Cresce la disoccupazione giovanile europea. Scarpetta, dirigente Ocse: «necessari più sussidi per i precari»

Ilaria Mariotti

Ilaria Mariotti

Scritto il 03 Feb 2012 in Approfondimenti

Investire nella formazione, ridurre le differenze legislative tra le varie tipologie di contratto, potenziare i servizi pubblici per l’impiego. È questa la ricetta anti-disoccupazione dei giovani italiani presentata la settimana scorsa da Stefano Scarpetta, vicedirettore alla direzione Lavoro dell’Ocse, al seminario 'Giovani e mercato del lavoro: policies europee ed internazionali a confronto', al Consiglio nazionale dell'economia e del lavoro. Dalla sua analisi sull'anno appena concluso – ma anche dai dati che continuamente fornisce la cronaca – arrivano notizie che non fanno che confermare la ormai arcinota situazione dei giovani italiani (ed europei), sempre più in difficoltà a entrare e integrarsi nel mercato del lavoro. Secondo Scarpetta in Italia esistono «problemi strutturali» come il «basso tasso di occupazione, l’alta incidenza e persistenza dei Neet, una transizione scuola-lavoro spesso ‘accidentata’, primi impieghi a tempo determinato e mal pagati». È il risultato dell’impatto della crisi globale sui giovani: la disoccupazione è cresciuta di cinque punti rispetto al periodo pre-crisi arrivando a sfondare la soglia del 17%, e per Scarpetta non solo non è detto che la ripresa si verifichi a breve, ma è perfino possibile che una moderata nuova recessione impedisca all’occupazione di crescere ancora per qualche tempo. Per l'esperto, è infine ipotizzabile «un rischio cicatrice» come effetto di questa crisi, che potrebbe colpire le categorie di giovani più svantaggiate.

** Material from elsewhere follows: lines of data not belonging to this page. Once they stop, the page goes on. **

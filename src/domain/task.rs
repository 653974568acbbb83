use serde::Deserialize;

/// A todo item from the `/todos` resource.
///
/// `user_id` is not checked against the fetched users; a task may point at a user that was never
/// returned.
#[derive(Debug, Clone, PartialEq, Deserialize)]
#[serde(rename_all = "camelCase")]
pub struct Task {
    pub user_id: i64,
    pub id: i64,
    pub title: String,
    pub completed: bool,
}

#[cfg(test)]
impl Task {
    pub fn new(user_id: i64, id: i64, title: impl Into<String>, completed: bool) -> Self {
        Self {
            user_id,
            id,
            title: title.into(),
            completed,
        }
    }
}

#[cfg(test)]
mod tests {
    use super::*;

    #[test]
    fn test_deserialize_camel_case_user_id() {
        let json = r#"{ "userId": 1, "id": 1, "title": "delectus aut autem", "completed": false }"#;
        let task: Task = serde_json::from_str(json).unwrap();
        assert_eq!(task, Task::new(1, 1, "delectus aut autem", false));
    }
}
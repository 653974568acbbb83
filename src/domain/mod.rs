pub mod user;
pub mod task;
pub mod completion;
pub mod geo;

pub use user::*;
pub use task::*;
pub use completion::*;
pub use geo::*;
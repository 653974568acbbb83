use serde::{Deserialize, Serialize};

/// Inclusive latitude/longitude box.
#[derive(Debug, Clone, Copy, PartialEq, Serialize, Deserialize)]
pub struct Bounds {
    pub min_lat: f64,
    pub max_lat: f64,
    pub min_lng: f64,
    pub max_lng: f64,
}

impl Bounds {
    /// The FanCode city region.
    pub const FANCODE_CITY: Bounds = Bounds {
        min_lat: -40.0,
        max_lat: 5.0,
        min_lng: 5.0,
        max_lng: 100.0,
    };

    /// NaN on either axis is never contained.
    pub fn contains(&self, lat: f64, lng: f64) -> bool {
        lat >= self.min_lat && lat <= self.max_lat && lng >= self.min_lng && lng <= self.max_lng
    }
}

impl Default for Bounds {
    fn default() -> Self {
        Self::FANCODE_CITY
    }
}
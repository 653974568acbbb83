use crate::domain::CompletionRecord;

pub const DEFAULT_THRESHOLD: f64 = 50.0;

/// Records strictly above `threshold`. NaN never passes.
pub fn report(records: &[CompletionRecord], threshold: f64) -> Vec<CompletionRecord> {
    records
        .iter()
        .filter(|record| record.task_completion_percentage > threshold)
        .cloned()
        .collect()
}
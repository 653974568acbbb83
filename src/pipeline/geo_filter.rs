use crate::domain::{Bounds, User};

/// Users whose coordinates fall inside `bounds`, in input order.
///
/// Unparsable coordinates exclude the user rather than failing.
pub fn select_by_region(users: &[User], bounds: &Bounds) -> Vec<User> {
    users
        .iter()
        .filter(|user| {
            let (lat, lng) = user.coordinates();
            bounds.contains(lat, lng)
        })
        .cloned()
        .collect()
}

Dai grafici illustrati sono queste le emergenze più gravi da affrontare subito: la maggiore esposizione dei giovani al rischio disoccupazione (
nel primo trimestre 2011 il rapporto tra tasso di disoccupazione giovani/adulti è di 3,9 per i primi contro il 2,3 dei secondi), l’aumento della disoccupazione di lungo periodo (in cui per la verità l’Italia si attesta in buona posizione rispetto ad altri paesi come per esempio gli Stati Uniti), la quota dei Neet, ampliata per colpa della crisi e tale da far detenere all’Italia il triste primato con un tasso maggiore al 20% (tra i 15-29enni).

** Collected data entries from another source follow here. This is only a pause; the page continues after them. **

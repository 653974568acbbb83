use serde::Deserialize;

/// A user as returned by the `/users` resource.
///
/// Only the fields the report needs are declared; anything else in the payload is ignored.
#[derive(Debug, Clone, PartialEq, Deserialize)]
pub struct User {
    pub id: i64,
    pub name: String,
    pub address: Address,
}

#[derive(Debug, Clone, PartialEq, Deserialize)]
pub struct Address {
    pub geo: Geo,
}

/// Coordinates exactly as the API sends them: decimal strings.
#[derive(Debug, Clone, PartialEq, Deserialize)]
pub struct Geo {
    pub lat: String,
    pub lng: String,
}

impl User {
    #[cfg(test)]
    pub fn new(id: i64, name: impl Into<String>, lat: impl Into<String>, lng: impl Into<String>) -> Self {
        Self {
            id,
            name: name.into(),
            address: Address {
                geo: Geo {
                    lat: lat.into(),
                    lng: lng.into(),
                },
            },
        }
    }

    /// Parsed `(lat, lng)`.
    ///
    /// Each coordinate is read from its longest leading decimal number, so trailing junk such as
    /// `"-10°"` still yields -10. A coordinate with no leading number comes back as NaN.
    pub fn coordinates(&self) -> (f64, f64) {
        (parse_coordinate(&self.address.geo.lat), parse_coordinate(&self.address.geo.lng))
    }
}

fn parse_coordinate(raw: &str) -> f64 {
    let text = raw.trim_start();
    let end = numeric_prefix_len(text);
    if end == 0 {
        return f64::NAN;
    }
    text[..end].parse::<f64>().unwrap_or(f64::NAN)
}

/// Byte length of the leading `[+-]digits[.digits][e[+-]digits]` (or `[+-]Infinity`) in `text`.
///
/// Zero when `text` does not start with a number.
fn numeric_prefix_len(text: &str) -> usize {
    let bytes = text.as_bytes();
    let digits_from = |start: usize| bytes[start.min(bytes.len())..].iter().take_while(|b| b.is_ascii_digit()).count();

    let mut end = usize::from(matches!(bytes.first(), Some(b'+' | b'-')));
    if text[end..].starts_with("Infinity") {
        return end + "Infinity".len();
    }

    let int_digits = digits_from(end);
    end += int_digits;

    let mut frac_digits = 0;
    if bytes.get(end) == Some(&b'.') {
        frac_digits = digits_from(end + 1);
        if frac_digits > 0 {
            end += 1 + frac_digits;
        }
    }

    if int_digits == 0 && frac_digits == 0 {
        return 0;
    }

    if matches!(bytes.get(end), Some(b'e' | b'E')) {
        let sign = usize::from(matches!(bytes.get(end + 1), Some(b'+' | b'-')));
        let exp_digits = digits_from(end + 1 + sign);
        if exp_digits > 0 {
            end += 1 + sign + exp_digits;
        }
    }

    end
}
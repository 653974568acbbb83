use thiserror::Error;
use crate::error::FetchError;

/// Everything that can stop a report run. Logged once by `main`.
#[derive(Debug, Error)]
pub enum AppError {
    #[error("Configuration error: {0}")]
    Config(#[from] figment::Error),
    #[error("Invalid configuration: {0}")]
    InvalidConfig(String),
    #[error("Failed to build HTTP client: {0}")]
    HttpClient(reqwest::Error),
    #[error(transparent)]
    Fetch(#[from] FetchError),
    #[error("Failed to render report: {0}")]
    Render(serde_json::Error),
}
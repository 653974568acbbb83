use crate::domain::{CompletionRecord, Task, User};

/// One record per user, in user order.
///
/// A user with no tasks gets `0 / 0`, i.e. NaN.
pub fn compute_completion(users: &[User], tasks: &[Task]) -> Vec<CompletionRecord> {
    users
        .iter()
        .map(|user| {
            let (total, completed) = tasks
                .iter()
                .filter(|task| task.user_id == user.id)
                .fold((0usize, 0usize), |(total, completed), task| {
                    (total + 1, completed + usize::from(task.completed))
                });

            CompletionRecord::new(user.id, user.name.clone(), percentage(completed, total))
        })
        .collect()
}

fn percentage(completed: usize, total: usize) -> f64 {
    completed as f64 / total as f64 * 100.0
}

C’è poi la questione della transizione scuola lavoro, in Italia troppo lunga: ci vogliono
in media più di due anni per trovare un primo impiego a tempo determinato, e più di quattro per trovarne uno a tempo indeterminato. Ci supera solo la Spagna, mentre ad esempio nel Regno Unito serve in media un anno e mezzo per il primo lavoro e tre anni per stabilizzarsi con un tempo indeterminato.

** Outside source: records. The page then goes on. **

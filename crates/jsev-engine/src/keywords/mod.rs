//! # Keyword Handlers
//!
//! Every schema keyword the engine understands is a type implementing
//! [`Keyword`]. A handler is a pure function of three inputs:
//!
//! 1. the keyword's value in the schema,
//! 2. an [`EvaluationContext`] positioned at the keyword,
//! 3. the [`KeywordEvaluation`]s its siblings in the same schema object have
//!    already produced.
//!
//! It returns a [`KeywordEvaluation`]: validity, an optional annotation, an
//! optional failure message, and the results nodes of any subschemas it
//! applied.
//!
//! ## Ordering
//!
//! A handler that reads a sibling's annotation declares that sibling in
//! [`Keyword::dependencies`]. The keyword registry turns those declarations
//! into priority tiers, so by the time `additionalProperties` runs, the
//! `properties` evaluation is already in the sibling slice.
//!
//! ## Handler Families
//!
//! | Module | Keywords |
//! |--------|----------|
//! | [`structural`] | `$schema`, `$id`, `$anchor`, `$dynamicAnchor`, `$recursiveAnchor`, `$vocabulary`, `$comment`, `$defs`, `definitions` |
//! | [`reference`] | `$ref`, `$dynamicRef`, `$recursiveRef` |
//! | [`logic`] | `allOf`, `anyOf`, `oneOf`, `not`, `if`, `then`, `else` |
//! | [`object`] | `properties`, `patternProperties`, `additionalProperties`, `propertyNames`, `unevaluatedProperties`, `required`, `dependentRequired`, `dependentSchemas`, `dependencies`, `minProperties`, `maxProperties` |
//! | [`array`] | `prefixItems`, `items`, `additionalItems`, `contains`, `minContains`, `maxContains`, `unevaluatedItems`, `minItems`, `maxItems`, `uniqueItems` |
//! | [`numeric`] | `multipleOf`, `maximum`, `exclusiveMaximum`, `minimum`, `exclusiveMinimum` |
//! | [`string`] | `minLength`, `maxLength`, `pattern` |
//! | [`generic`] | `type`, `enum`, `const` |
//! | [`metadata`] | `title`, `description`, `default`, `examples`, `deprecated`, `readOnly`, `writeOnly`, `contentEncoding`, `contentMediaType`, `contentSchema` |
//! | [`format`] | `format` (annotation and assertion variants) |

use std::collections::{HashMap, HashSet};
use std::fmt;
use std::sync::{Arc, OnceLock};

use jsev_core::{Dialect, EvaluationError, JsonPointer};
use serde_json::Value;

use crate::context::EvaluationContext;
use crate::results::EvaluationResults;

pub mod array;
pub mod format;
pub mod generic;
pub mod logic;
pub mod metadata;
pub mod numeric;
pub mod object;
pub mod reference;
pub mod string;
pub mod structural;

/// Keyword name → handler, as selected by a vocabulary set.
pub type HandlerSet = HashMap<String, Arc<dyn Keyword>>;

/// A keyword handler.
pub trait Keyword: Send + Sync + fmt::Debug {
    /// The keyword this handler evaluates.
    fn name(&self) -> &str;

    /// Sibling keywords whose evaluations this handler reads.
    fn dependencies(&self) -> &'static [&'static str] {
        &[]
    }

    /// Whether the keyword exists in `dialect`. Outside its dialects a
    /// keyword is treated as unknown.
    fn supports(&self, _dialect: Dialect) -> bool {
        true
    }

    /// Evaluate the keyword.
    ///
    /// # Errors
    ///
    /// Only the three fatal conditions of [`EvaluationError`]. A failing
    /// constraint is `Ok` with `valid: false`.
    fn evaluate<'a>(
        &self,
        value: &'a Value,
        ctx: &EvaluationContext<'a>,
        evaluated: &[KeywordEvaluation],
    ) -> Result<KeywordEvaluation, EvaluationError>;
}

// ---------------------------------------------------------------------------
// KeywordEvaluation
// ---------------------------------------------------------------------------

/// Outcome of evaluating one keyword.
#[derive(Debug, Clone, PartialEq)]
pub struct KeywordEvaluation {
    /// The keyword that produced this evaluation.
    pub keyword: String,
    /// Whether the keyword's constraint holds.
    pub valid: bool,
    /// Annotation value, if the keyword produced one.
    pub annotation: Option<Value>,
    /// Failure message, set only when `valid` is false.
    pub error: Option<String>,
    /// Results of subschemas the keyword applied.
    pub children: Vec<EvaluationResults>,
}

impl KeywordEvaluation {
    /// Valid, no annotation. Used when a keyword's type guard does not match.
    pub fn skip(keyword: &str) -> Self {
        Self {
            keyword: keyword.to_string(),
            valid: true,
            annotation: None,
            error: None,
            children: Vec::new(),
        }
    }

    /// Valid, annotated with `value`.
    pub fn annotate(keyword: &str, value: Value) -> Self {
        Self {
            annotation: Some(value),
            ..Self::skip(keyword)
        }
    }

    /// A plain assertion. `message` is only called on failure.
    pub fn assert(keyword: &str, valid: bool, message: impl FnOnce() -> String) -> Self {
        Self {
            valid,
            error: (!valid).then(message),
            ..Self::skip(keyword)
        }
    }

    /// Attach subschema results.
    pub fn with_children(mut self, children: Vec<EvaluationResults>) -> Self {
        self.children = children;
        self
    }

    /// Attach an annotation.
    pub fn with_annotation(mut self, annotation: Value) -> Self {
        self.annotation = Some(annotation);
        self
    }

    /// True if an annotation is present.
    pub fn has_annotation(&self) -> bool {
        self.annotation.is_some()
    }
}

/// The evaluation a sibling keyword produced, if it ran.
pub fn sibling_evaluation<'e>(
    evaluated: &'e [KeywordEvaluation],
    keyword: &str,
) -> Option<&'e KeywordEvaluation> {
    evaluated.iter().find(|e| e.keyword == keyword)
}

/// The annotation a sibling keyword produced, if any.
pub fn sibling_annotation<'e>(evaluated: &'e [KeywordEvaluation], keyword: &str) -> Option<&'e Value> {
    sibling_evaluation(evaluated, keyword).and_then(|e| e.annotation.as_ref())
}

/// Annotations of `keywords` that apply at `location`: those produced by
/// siblings, plus those recorded on every valid results node below the
/// siblings that still sits at `location`.
///
/// A node that failed contributes nothing, and neither does anything below
/// it; nodes at other instance locations describe other instances.
pub(crate) fn visible_annotations<'e>(
    evaluated: &'e [KeywordEvaluation],
    location: &JsonPointer,
    keywords: &[&str],
) -> Vec<&'e Value> {
    fn scan<'e>(
        node: &'e EvaluationResults,
        location: &JsonPointer,
        keywords: &[&str],
        out: &mut Vec<&'e Value>,
    ) {
        if !node.valid || node.instance_location != *location {
            return;
        }
        out.extend(keywords.iter().filter_map(|k| node.annotations.get(*k)));
        for child in &node.details {
            scan(child, location, keywords, out);
        }
    }

    let mut out: Vec<&'e Value> = evaluated
        .iter()
        .filter(|e| keywords.contains(&e.keyword.as_str()))
        .filter_map(|e| e.annotation.as_ref())
        .collect();
    for child in evaluated.iter().flat_map(|e| e.children.iter()) {
        scan(child, location, keywords, &mut out);
    }
    out
}

// ---------------------------------------------------------------------------
// Shape helpers
// ---------------------------------------------------------------------------

/// The keyword value as a non-negative integer (`2.0` qualifies).
pub(crate) fn non_negative_integer(
    ctx: &EvaluationContext<'_>,
    value: &Value,
) -> Result<u64, EvaluationError> {
    let n = value.as_number().filter(|n| jsev_core::number::is_integer(n));
    match n.and_then(|n| n.as_u64().or_else(|| n.as_f64().filter(|f| *f >= 0.0).map(|f| f as u64))) {
        Some(v) => Ok(v),
        None => Err(ctx.malformed("must be a non-negative integer")),
    }
}

/// The keyword value as an array of subschemas.
pub(crate) fn schema_array<'a>(
    ctx: &EvaluationContext<'_>,
    value: &'a Value,
) -> Result<&'a Vec<Value>, EvaluationError> {
    match value {
        Value::Array(items) if !items.is_empty() && items.iter().all(is_schema) => Ok(items),
        _ => Err(ctx.malformed("must be a non-empty array of schemas")),
    }
}

/// The keyword value as an object whose members are subschemas.
pub(crate) fn schema_map<'a>(
    ctx: &EvaluationContext<'_>,
    value: &'a Value,
) -> Result<&'a serde_json::Map<String, Value>, EvaluationError> {
    match value {
        Value::Object(map) if map.values().all(is_schema) => Ok(map),
        _ => Err(ctx.malformed("must be an object of schemas")),
    }
}

/// Reject keyword values that are not schemas.
pub(crate) fn require_schema(ctx: &EvaluationContext<'_>, value: &Value) -> Result<(), EvaluationError> {
    if is_schema(value) {
        Ok(())
    } else {
        Err(ctx.malformed("must be a schema (object or boolean)"))
    }
}

/// The keyword value as an array of unique strings.
pub(crate) fn string_array<'a>(
    ctx: &EvaluationContext<'_>,
    value: &'a Value,
) -> Result<Vec<&'a str>, EvaluationError> {
    let Value::Array(items) = value else {
        return Err(ctx.malformed("must be an array of strings"));
    };
    items
        .iter()
        .map(|item| item.as_str().ok_or_else(|| ctx.malformed("must be an array of strings")))
        .collect()
}

pub(crate) fn is_schema(value: &Value) -> bool {
    matches!(value, Value::Object(_) | Value::Bool(_))
}

/// Human-readable JSON kind of an instance.
pub(crate) fn kind_of(value: &Value) -> &'static str {
    match value {
        Value::Null => "null",
        Value::Bool(_) => "boolean",
        Value::Number(n) if jsev_core::number::is_integer(n) => "integer",
        Value::Number(_) => "number",
        Value::String(_) => "string",
        Value::Array(_) => "array",
        Value::Object(_) => "object",
    }
}

// ---------------------------------------------------------------------------
// Built-in population
// ---------------------------------------------------------------------------

/// Every built-in handler, in registration order.
///
/// `format` appears once, as the annotation variant; the assertion variant
/// is only reachable through the format-assertion vocabulary.
pub fn builtin() -> Vec<Arc<dyn Keyword>> {
    let mut handlers: Vec<Arc<dyn Keyword>> = Vec::new();
    handlers.extend(structural::handlers());
    handlers.extend(reference::handlers());
    handlers.extend(logic::handlers());
    handlers.extend(object::handlers());
    handlers.extend(array::handlers());
    handlers.extend(numeric::handlers());
    handlers.extend(string::handlers());
    handlers.extend(generic::handlers());
    handlers.extend(metadata::handlers());
    handlers.push(Arc::new(format::Format));
    handlers
}

/// True if `name` is one of the built-in keywords.
pub fn is_builtin(name: &str) -> bool {
    static NAMES: OnceLock<HashSet<String>> = OnceLock::new();
    NAMES
        .get_or_init(|| builtin().iter().map(|h| h.name().to_string()).collect())
        .contains(name)
}
//! # Dialects Subcommand
//!
//! Lists the supported dialects, their meta-schema URIs and, for dialects
//! with vocabularies, the vocabulary URIs the engine knows.

use std::io::Write;

use anyhow::Result;
use clap::Args;
use serde_json::{json, Value};

use jsev_core::Dialect;
use jsev_engine::VocabularyRegistry;

use crate::{write_json, EXIT_VALID};

/// Arguments for the `jsev dialects` subcommand.
#[derive(Args, Debug)]
pub struct DialectsArgs {
    /// Emit JSON instead of one line per dialect.
    #[arg(long)]
    pub json: bool,
}

/// The dialect listing as JSON.
pub fn listing() -> Value {
    let vocabularies = VocabularyRegistry::global();
    let entries: Vec<Value> = Dialect::all()
        .iter()
        .map(|dialect| {
            let ids: Vec<&str> = vocabularies
                .ids()
                .into_iter()
                .filter(|id| vocabularies.get(id).is_some_and(|v| v.dialect == *dialect))
                .collect();
            json!({
                "name": dialect.as_str(),
                "metaSchema": dialect.meta_schema_uri(),
                "vocabularies": ids,
            })
        })
        .collect();
    Value::Array(entries)
}

/// Execute the dialects subcommand. Always exits 0.
pub fn run_dialects(args: &DialectsArgs, out: &mut dyn Write) -> Result<u8> {
    if args.json {
        write_json(out, &listing())?;
    } else {
        for dialect in Dialect::all() {
            writeln!(out, "{:<10} {}", dialect.as_str(), dialect.meta_schema_uri())?;
        }
    }
    Ok(EXIT_VALID)
}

L’Italia si contraddistingue anche per l'alto numero di persone che abbandonano il sistema formativo senza una qualifica di scuola secondaria superiore (un 16% nel 2008, mentre in Francia ad esempio sono meno del 10), e per lo scarso numero di studenti-lavoratori: i tedeschi e gli inglesi tra i 20 e i 24 anni impegnati nello studio lavorano nel 50% dei casi, in Italia lo fa solo il 10%.
Che fare allora? Secondo Scarpetta bisogna agire nel breve periodo con interventi mirati come l'assistenza nella ricerca di un lavoro, e poi sussidi di disoccupazione e aiuti per apprendisti licenziati per il completamento della formazione che però siano connessi a una clausula di «reciproca obbligatoriet
à», vale a dire che chi riceve questi servizi si obbliga a sua volta a cercare un lavoro. Ma non basta: bisogna agire anche nel lungo periodo, assicurandosi che chi esce dal mercato formativo abbia le competenze necessarie per il mercato dell'occupazione e rendendo meno brusco il passaggio formazione-impiego. Dare quindi opportunità di lavoro mentre si studia e rendere lo stage un passaggio obbligatorio durante l’università. E infine intervenire «sulle barriere per i giovani sul lato della domanda», abbassando il cuneo fiscale per le basse qualifiche e riducendo «la dualità del mercato del lavoro»: meno precarietà e meno differenze tra contratti atipici e a tempo indeterminato, con parallela riduzione delle tipologie contrattuali e aumento degli ammortizzatori sociali. Insomma, un po’ gli stessi obiettivi annunciati dal governo Monti sulla riforma del lavoro. Adesso alla prova dei fatti.